Narata.co, Lumajang – Balai Besar Taman Nasional Bromo Tengger Semeru (BB TNBTS) secara resmi menutup sementara jalur pendakian Gunung Semeru pada 17–26 Agustus 2025. Penutupan ini dilakukan dalam rangka menghormati pelaksanaan Hari Raya Karo yang merupakan tradisi adat masyarakat Tengger di Desa Ranupani.
Kepala BB TNBTS, Rudijanta Tjahja Nugraha, menyatakan bahwa penutupan jalur pendakian ke Ranu Kumbolo mengacu pada surat dari Kepala Desa Ranupani tertanggal 10 Juli 2025 Nomor 400.10.2/150/427.92.12/2025 tentang permohonan izin penutupan sementara jalur pendakian Semeru.
“Pendakian terakhir ke Gunung Semeru dilakukan pada Sabtu, 16 Agustus 2025. Seluruh pendaki wajib sudah turun dan kembali ke Ranupani paling lambat Minggu, 17 Agustus 2025 pukul 16.00 WIB,” ujarnya dalam keterangan tertulis.
Pendakian akan dibuka kembali pada Rabu, 27 Agustus 2025. Sementara itu, kawasan wisata Ranu Regulo tetap dibuka untuk kunjungan dan kegiatan berkemah selama Hari Raya Karo berlangsung. Tiket kunjungan dapat dibeli secara daring melalui laman resmi: bromotenggersemeru.ksdae.kehutanan.go.id.
BB TNBTS mengimbau para pendaki dan wisatawan untuk menghormati budaya serta adat istiadat masyarakat Tengger dengan mengikuti aturan yang berlaku.
“Atas perhatian dan kerja samanya, kami ucapkan terima kasih,” tutup Rudijanta.
Hari Raya Karo: Tradisi Suci Suku Tengger di Lereng Gunung Semeru
Gunung Semeru tak hanya dikenal sebagai atap tertinggi di Pulau Jawa, tetapi juga sebagai gunung suci bagi masyarakat adat Suku Tengger. Kawasan yang masih memegang kuat tradisi Hindu ini, terdapat perayaan sakral yang jarang diketahui luas yakni Hari Raya Karo.
Perayaan ini menjadi salah satu upacara penting bagi masyarakat Tengger, setelah Yadnya Kasada. Meski namanya menyebut Gunung Semeru, upacara ini sebagian besar digelar di kawasan Gunung Bromo.
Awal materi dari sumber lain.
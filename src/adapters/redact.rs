//! Log redaction: strips record identifiers and obvious PII from log lines.
//!
//! String-level redaction is defense-in-depth. The primary protection is not
//! logging raw patient fields in the first place; this wrapper catches what
//! slips through formatted messages.

use regex::Regex;
use std::sync::OnceLock;
use tracing_subscriber::fmt::MakeWriter;

struct RedactRule {
    regex: Regex,
    replacement: &'static str,
}

static RULES: OnceLock<Vec<RedactRule>> = OnceLock::new();

fn rules() -> &'static [RedactRule] {
    RULES.get_or_init(|| {
        [
            // Assessment ids
            (
                r"[0-9a-fA-F]{8}-[0-9a-fA-F]{4}-[0-9a-fA-F]{4}-[0-9a-fA-F]{4}-[0-9a-fA-F]{12}",
                "[REDACTED-ID]",
            ),
            // Medical record numbers
            (r"\bMRN[:\s]?\d{6,10}\b", "[REDACTED-MRN]"),
            // Email addresses
            (
                r"(?i)\b[a-z0-9][a-z0-9._%+-]*@[a-z0-9.-]+\.[a-z]{2,}\b",
                "[REDACTED-EMAIL]",
            ),
            // National id numbers (xxx-xx-xxxx)
            (r"\b\d{3}-\d{2}-\d{4}\b", "[REDACTED-SSN]"),
        ]
        .into_iter()
        .map(|(pattern, replacement)| RedactRule {
            regex: Regex::new(pattern).expect("valid redaction regex"),
            replacement,
        })
        .collect()
    })
}

/// Redact known identifier patterns from a log line.
#[must_use]
pub fn redact(input: &str) -> String {
    let mut out = input.to_string();
    for rule in rules() {
        if rule.regex.is_match(&out) {
            out = rule.regex.replace_all(&out, rule.replacement).to_string();
        }
    }
    out
}

/// Check whether a string contains a pattern the rules would redact.
#[must_use]
pub fn contains_identifier(input: &str) -> bool {
    rules().iter().any(|rule| rule.regex.is_match(input))
}

/// A `tracing_subscriber` writer wrapper that redacts each formatted log
/// line before it reaches the underlying sink.
#[derive(Debug)]
pub struct RedactingMakeWriter<M> {
    inner: M,
}

impl<M> RedactingMakeWriter<M> {
    #[must_use]
    pub fn new(inner: M) -> Self {
        Self { inner }
    }
}

pub struct RedactingWriter<W> {
    inner: W,
    buffer: Vec<u8>,
}

impl<W> RedactingWriter<W>
where
    W: std::io::Write,
{
    fn new(inner: W) -> Self {
        Self {
            inner,
            buffer: Vec::new(),
        }
    }

    fn flush_lines(&mut self) -> std::io::Result<()> {
        while let Some(pos) = self.buffer.iter().position(|&b| b == b'\n') {
            let line: Vec<u8> = self.buffer.drain(..=pos).collect();
            let redacted = redact(&String::from_utf8_lossy(&line));
            self.inner.write_all(redacted.as_bytes())?;
        }
        Ok(())
    }
}

impl<W> std::io::Write for RedactingWriter<W>
where
    W: std::io::Write,
{
    fn write(&mut self, buf: &[u8]) -> std::io::Result<usize> {
        self.buffer.extend_from_slice(buf);
        self.flush_lines()?;
        Ok(buf.len())
    }

    fn flush(&mut self) -> std::io::Result<()> {
        self.flush_lines()?;
        if !self.buffer.is_empty() {
            let rest = redact(&String::from_utf8_lossy(&self.buffer));
            self.inner.write_all(rest.as_bytes())?;
            self.buffer.clear();
        }
        self.inner.flush()
    }
}

impl<'a, M> MakeWriter<'a> for RedactingMakeWriter<M>
where
    M: MakeWriter<'a>,
{
    type Writer = RedactingWriter<M::Writer>;

    fn make_writer(&'a self) -> Self::Writer {
        RedactingWriter::new(self.inner.make_writer())
    }
}

#[cfg(test)]
mod tests {
    use super::*;

    #[test]
    fn test_redact_assessment_id() {
        let input = "Assessment 550e8400-e29b-41d4-a716-446655440000 complete";
        let redacted = redact(input);
        assert!(redacted.contains("[REDACTED-ID]"));
        assert!(!redacted.contains("550e8400"));
    }

    #[test]
    fn test_redact_mrn_and_email() {
        assert!(redact("MRN:12345678 found").contains("[REDACTED-MRN]"));
        assert!(redact("contact patient@clinic.org").contains("[REDACTED-EMAIL]"));
    }

    #[test]
    fn test_plain_text_untouched() {
        let input = "Assessment complete: class=1, tier=high";
        assert_eq!(redact(input), input);
        assert!(!contains_identifier(input));
    }

    #[test]
    fn test_writer_redacts_lines() {
        use std::io::Write;

        let mut sink = Vec::new();
        {
            let mut writer = RedactingWriter::new(&mut sink);
            writer
                .write_all(b"id 550e8400-e29b-41d4-a716-446655440000\n")
                .expect("write");
            writer.flush().expect("flush");
        }
        let out = String::from_utf8(sink).expect("utf8");
        assert!(out.contains("[REDACTED-ID]"));
    }
}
Namun, tetap menjadikan Semeru sebagai simbol kesucian dan pusat spiritual tertinggi.
Hari Raya Karo berasal dari kalender tradisional Suku Tengger yang memiliki sistem penanggalan sendiri. “Karo” berarti “dua”, menandai bulan kedua dalam kalender mereka. Perayaan ini ditujukan untuk memperingati kelahiran leluhur masyarakat Tengger, yakni pasangan legendaris Roro Anteng dan Joko Seger, yang diyakini sebagai nenek moyang masyarakat Tengger dan penjaga keselarasan alam.
Selain sebagai penghormatan kepada leluhur, Hari Raya Karo juga menjadi momen refleksi spiritual, pembersihan batin, dan penyucian diri, baik secara individu maupun komunal.
Meski tak semua ritual dilakukan di Gunung Semeru secara langsung karena medannya yang berbahaya, namun Semeru tetap diyakini sebagai tempat bersemayamnya para dewa, sehingga arah persembahyangan dan penghormatan selalu ditujukan ke gunung tersebut.
Dalam kepercayaan Hindu Tengger, Gunung Semeru dipercaya sebagai pusat kosmis dan poros dunia, sama seperti Gunung Mahameru dalam mitologi Hindu. Hal ini membuat Semeru menjadi simbol spiritual utama, sekaligus peneguh identitas masyarakat Tengger yang menjaga tradisi leluhur secara turun-temurun.
Hari Raya Karo menjadi bukti kuat bagaimana kepercayaan lokal, spiritualitas, dan kearifan adat tetap hidup di tengah modernitas, mengakar kuat di kaki Gunung Semeru yang agung.